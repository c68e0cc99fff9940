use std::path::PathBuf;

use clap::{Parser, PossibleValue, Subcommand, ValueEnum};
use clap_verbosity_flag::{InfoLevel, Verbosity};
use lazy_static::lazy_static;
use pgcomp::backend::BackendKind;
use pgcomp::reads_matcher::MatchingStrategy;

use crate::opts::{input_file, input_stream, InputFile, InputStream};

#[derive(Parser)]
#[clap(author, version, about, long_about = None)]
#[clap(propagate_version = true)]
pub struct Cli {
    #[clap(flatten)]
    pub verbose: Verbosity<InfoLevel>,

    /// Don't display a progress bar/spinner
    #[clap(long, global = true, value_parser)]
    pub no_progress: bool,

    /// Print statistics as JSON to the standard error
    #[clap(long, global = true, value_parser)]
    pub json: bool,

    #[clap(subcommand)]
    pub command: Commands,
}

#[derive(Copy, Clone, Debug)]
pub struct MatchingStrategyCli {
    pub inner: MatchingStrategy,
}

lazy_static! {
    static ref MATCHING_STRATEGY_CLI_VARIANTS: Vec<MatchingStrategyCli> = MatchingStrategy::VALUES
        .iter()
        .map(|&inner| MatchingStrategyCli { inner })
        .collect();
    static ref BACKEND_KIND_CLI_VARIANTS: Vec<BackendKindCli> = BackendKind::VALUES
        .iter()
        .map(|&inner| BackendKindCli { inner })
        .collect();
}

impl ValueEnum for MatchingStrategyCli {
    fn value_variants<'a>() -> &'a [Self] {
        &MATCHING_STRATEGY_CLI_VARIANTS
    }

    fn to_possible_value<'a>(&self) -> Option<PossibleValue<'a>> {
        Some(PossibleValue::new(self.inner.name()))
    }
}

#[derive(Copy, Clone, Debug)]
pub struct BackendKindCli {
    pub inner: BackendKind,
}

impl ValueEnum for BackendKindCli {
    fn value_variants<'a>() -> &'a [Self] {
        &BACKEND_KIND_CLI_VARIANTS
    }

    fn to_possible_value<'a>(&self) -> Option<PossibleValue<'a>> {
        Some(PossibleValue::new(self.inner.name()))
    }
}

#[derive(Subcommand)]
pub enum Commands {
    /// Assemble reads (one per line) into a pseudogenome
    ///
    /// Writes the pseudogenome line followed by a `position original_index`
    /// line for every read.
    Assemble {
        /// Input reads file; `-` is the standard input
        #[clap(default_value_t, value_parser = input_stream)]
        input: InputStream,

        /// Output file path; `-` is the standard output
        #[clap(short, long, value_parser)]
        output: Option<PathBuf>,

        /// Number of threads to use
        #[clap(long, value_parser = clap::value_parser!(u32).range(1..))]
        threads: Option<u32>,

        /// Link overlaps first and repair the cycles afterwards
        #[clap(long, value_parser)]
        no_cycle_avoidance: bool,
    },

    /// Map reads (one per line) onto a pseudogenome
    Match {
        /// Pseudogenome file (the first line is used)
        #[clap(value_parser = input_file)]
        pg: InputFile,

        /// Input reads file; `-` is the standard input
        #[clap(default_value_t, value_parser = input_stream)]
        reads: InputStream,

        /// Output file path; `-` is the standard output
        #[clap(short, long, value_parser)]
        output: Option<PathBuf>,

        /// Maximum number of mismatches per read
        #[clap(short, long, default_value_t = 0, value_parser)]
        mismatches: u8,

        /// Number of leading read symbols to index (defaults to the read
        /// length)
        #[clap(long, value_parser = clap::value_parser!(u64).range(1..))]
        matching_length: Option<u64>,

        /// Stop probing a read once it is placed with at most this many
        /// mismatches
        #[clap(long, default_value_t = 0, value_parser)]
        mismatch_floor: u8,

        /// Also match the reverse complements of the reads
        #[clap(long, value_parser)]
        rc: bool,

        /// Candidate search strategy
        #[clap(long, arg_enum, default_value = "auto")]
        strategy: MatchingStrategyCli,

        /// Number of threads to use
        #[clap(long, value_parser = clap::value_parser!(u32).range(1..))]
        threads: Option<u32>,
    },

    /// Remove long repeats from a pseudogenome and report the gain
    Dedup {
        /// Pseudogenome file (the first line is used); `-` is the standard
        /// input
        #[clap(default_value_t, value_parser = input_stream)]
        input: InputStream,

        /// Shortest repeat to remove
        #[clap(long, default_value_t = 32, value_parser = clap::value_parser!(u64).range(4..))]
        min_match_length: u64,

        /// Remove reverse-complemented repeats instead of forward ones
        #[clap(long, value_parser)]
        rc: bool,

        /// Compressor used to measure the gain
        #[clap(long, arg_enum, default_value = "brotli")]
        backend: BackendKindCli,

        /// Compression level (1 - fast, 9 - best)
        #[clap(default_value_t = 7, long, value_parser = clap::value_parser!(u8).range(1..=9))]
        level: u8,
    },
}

**Exercise description**
Copy the material above, line for line.

**Answer space**
repository c68e0cc99fff9940
use std::path::PathBuf;

use clap::{Parser, PossibleValue, Subcommand, ValueEnum};
use clap_verbosity_flag::{InfoLevel, Verbosity};
use lazy_static::lazy_static;
use pgcomp::backend::BackendKind;
use pgcomp::reads_matcher::MatchingStrategy;

use crate::opts::{input_file, input_stream, InputFile, InputStream};

#[derive(Parser)]
#[clap(author, version, about, long_about = None)]
#[clap(propagate_version = true)]
pub struct Cli {
    #[clap(flatten)]
    pub verbose: Verbosity<InfoLevel>,

    /// Don't display a progress bar/spinner
    #[clap(long, global = true, value_parser)]
    pub no_progress: bool,

    /// Print statistics as JSON to the standard error
    #[clap(long, global = true, value_parser)]
    pub json: bool,

    #[clap(subcommand)]
    pub command: Commands,
}

#[derive(Copy, Clone, Debug)]
pub struct MatchingStrategyCli {
    pub inner: MatchingStrategy,
}

lazy_static! {
    static ref MATCHING_STRATEGY_CLI_VARIANTS: Vec<MatchingStrategyCli> = MatchingStrategy::VALUES
        .iter()
        .map(|&inner| MatchingStrategyCli { inner })
        .collect();
    static ref BACKEND_KIND_CLI_VARIANTS: Vec<BackendKindCli> = BackendKind::VALUES
        .iter()
        .map(|&inner| BackendKindCli { inner })
        .collect();
}

impl ValueEnum for MatchingStrategyCli {
    fn value_variants<'a>() -> &'a [Self] {
        &MATCHING_STRATEGY_CLI_VARIANTS
    }

    fn to_possible_value<'a>(&self) -> Option<PossibleValue<'a>> {
        Some(PossibleValue::new(self.inner.name()))
    }
}

#[derive(Copy, Clone, Debug)]
pub struct BackendKindCli {
    pub inner: BackendKind,
}

impl ValueEnum for BackendKindCli {
    fn value_variants<'a>() -> &'a [Self] {
        &BACKEND_KIND_CLI_VARIANTS
    }

    fn to_possible_value<'a>(&self) -> Option<PossibleValue<'a>> {
        Some(PossibleValue::new(self.inner.name()))
    }
}

#[derive(Subcommand)]
pub enum Commands {
    /// Assemble reads (one per line) into a pseudogenome
    ///
    /// Writes the pseudogenome line followed by a `position original_index`
    /// line for every read.
    Assemble {
        /// Input reads file; `-` is the standard input
        #[clap(default_value_t, value_parser = input_stream)]
        input: InputStream,

        /// Output file path; `-` is the standard output
        #[clap(short, long, value_parser)]
        output: Option<PathBuf>,

        /// Number of threads to use
        #[clap(long, value_parser = clap::value_parser!(u32).range(1..))]
        threads: Option<u32>,

        /// Link overlaps first and repair the cycles afterwards
        #[clap(long, value_parser)]
        no_cycle_avoidance: bool,
    },

    /// Map reads (one per line) onto a pseudogenome
    Match {
        /// Pseudogenome file (the first line is used)
        #[clap(value_parser = input_file)]
        pg: InputFile,

        /// Input reads file; `-` is the standard input
        #[clap(default_value_t, value_parser = input_stream)]
        reads: InputStream,

        /// Output file path; `-` is the standard output
        #[clap(short, long, value_parser)]
        output: Option<PathBuf>,

        /// Maximum number of mismatches per read
        #[clap(short, long, default_value_t = 0, value_parser)]
        mismatches: u8,

        /// Number of leading read symbols to index (defaults to the read
        /// length)
        #[clap(long, value_parser = clap::value_parser!(u64).range(1..))]
        matching_length: Option<u64>,

        /// Stop probing a read once it is placed with at most this many
        /// mismatches
        #[clap(long, default_value_t = 0, value_parser)]
        mismatch_floor: u8,

        /// Also match the reverse complements of the reads
        #[clap(long, value_parser)]
        rc: bool,

        /// Candidate search strategy
        #[clap(long, arg_enum, default_value = "auto")]
        strategy: MatchingStrategyCli,

        /// Number of threads to use
        #[clap(long, value_parser = clap::value_parser!(u32).range(1..))]
        threads: Option<u32>,
    },

    /// Remove long repeats from a pseudogenome and report the gain
    Dedup {
        /// Pseudogenome file (the first line is used); `-` is the standard
        /// input
        #[clap(default_value_t, value_parser = input_stream)]
        input: InputStream,

        /// Shortest repeat to remove
        #[clap(long, default_value_t = 32, value_parser = clap::value_parser!(u64).range(4..))]
        min_match_length: u64,

        /// Remove reverse-complemented repeats instead of forward ones
        #[clap(long, value_parser)]
        rc: bool,

        /// Compressor used to measure the gain
        #[clap(long, arg_enum, default_value = "brotli")]
        backend: BackendKindCli,

        /// Compression level (1 - fast, 9 - best)
        #[clap(default_value_t = 7, long, value_parser = clap::value_parser!(u8).range(1..=9))]
        level: u8,
    },
}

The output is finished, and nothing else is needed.